(Records for this task)

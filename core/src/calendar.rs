//! Thai calendar rendering — Buddhist-era years and Thai month names.

use crate::period::Period;
use chrono::{DateTime, Datelike, FixedOffset, Utc};

/// Gregorian year + 543 = Buddhist-era year.
pub const BUDDHIST_ERA_OFFSET: i32 = 543;

pub const THAI_MONTHS: [&str; 12] = [
    "มกราคม",
    "กุมภาพันธ์",
    "มีนาคม",
    "เมษายน",
    "พฤษภาคม",
    "มิถุนายน",
    "กรกฎาคม",
    "สิงหาคม",
    "กันยายน",
    "ตุลาคม",
    "พฤศจิกายน",
    "ธันวาคม",
];

pub fn buddhist_year(gregorian_year: i32) -> i32 {
    gregorian_year + BUDDHIST_ERA_OFFSET
}

/// Thai month name for a 1-based month number.
pub fn thai_month_name(month: u32) -> Option<&'static str> {
    let idx = usize::try_from(month).ok()?.checked_sub(1)?;
    THAI_MONTHS.get(idx).copied()
}

/// `"DD <month> YYYY"` in the Buddhist era, day zero-padded.
pub fn format_local_date<D: Datelike>(date: &D) -> String {
    // chrono months are always 1..=12
    let month = thai_month_name(date.month()).unwrap_or_default();
    format!("{:02} {} {}", date.day(), month, buddhist_year(date.year()))
}

/// Shift a UTC instant into the local offset, then format its date.
pub fn format_local_timestamp(at: &DateTime<Utc>, offset: &FixedOffset) -> String {
    format_local_date(&at.with_timezone(offset))
}

/// `"<month> YYYY"` label for a `YYYYMM` key.
/// Anything that is not a valid period key is returned unchanged.
pub fn format_period_label(key: &str) -> String {
    match Period::parse(key) {
        Ok(p) => period_label(p),
        Err(_) => key.to_string(),
    }
}

pub fn period_label(period: Period) -> String {
    let month = thai_month_name(period.month()).unwrap_or_default();
    format!("{} {}", month, buddhist_year(period.year()))
}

(End Records for this task)

### The problem
Write each record out again exactly.

### Answer space
filename core/src/calendar.rs
//! Thai calendar rendering — Buddhist-era years and Thai month names.

use crate::period::Period;
use chrono::{DateTime, Datelike, FixedOffset, Utc};

/// Gregorian year + 543 = Buddhist-era year.
pub const BUDDHIST_ERA_OFFSET: i32 = 543;

pub const THAI_MONTHS: [&str; 12] = [
    "มกราคม",
    "กุมภาพันธ์",
    "มีนาคม",
    "เมษายน",
    "พฤษภาคม",
    "มิถุนายน",
    "กรกฎาคม",
    "สิงหาคม",
    "กันยายน",
    "ตุลาคม",
    "พฤศจิกายน",
    "ธันวาคม",
];

pub fn buddhist_year(gregorian_year: i32) -> i32 {
    gregorian_year + BUDDHIST_ERA_OFFSET
}

/// Thai month name for a 1-based month number.
pub fn thai_month_name(month: u32) -> Option<&'static str> {
    let idx = usize::try_from(month).ok()?.checked_sub(1)?;
    THAI_MONTHS.get(idx).copied()
}

/// `"DD <month> YYYY"` in the Buddhist era, day zero-padded.
pub fn format_local_date<D: Datelike>(date: &D) -> String {
    // chrono months are always 1..=12
    let month = thai_month_name(date.month()).unwrap_or_default();
    format!("{:02} {} {}", date.day(), month, buddhist_year(date.year()))
}

/// Shift a UTC instant into the local offset, then format its date.
pub fn format_local_timestamp(at: &DateTime<Utc>, offset: &FixedOffset) -> String {
    format_local_date(&at.with_timezone(offset))
}

/// `"<month> YYYY"` label for a `YYYYMM` key.
/// Anything that is not a valid period key is returned unchanged.
pub fn format_period_label(key: &str) -> String {
    match Period::parse(key) {
        Ok(p) => period_label(p),
        Err(_) => key.to_string(),
    }
}

pub fn period_label(period: Period) -> String {
    let month = thai_month_name(period.month()).unwrap_or_default();
    format!("{} {}", month, buddhist_year(period.year()))
}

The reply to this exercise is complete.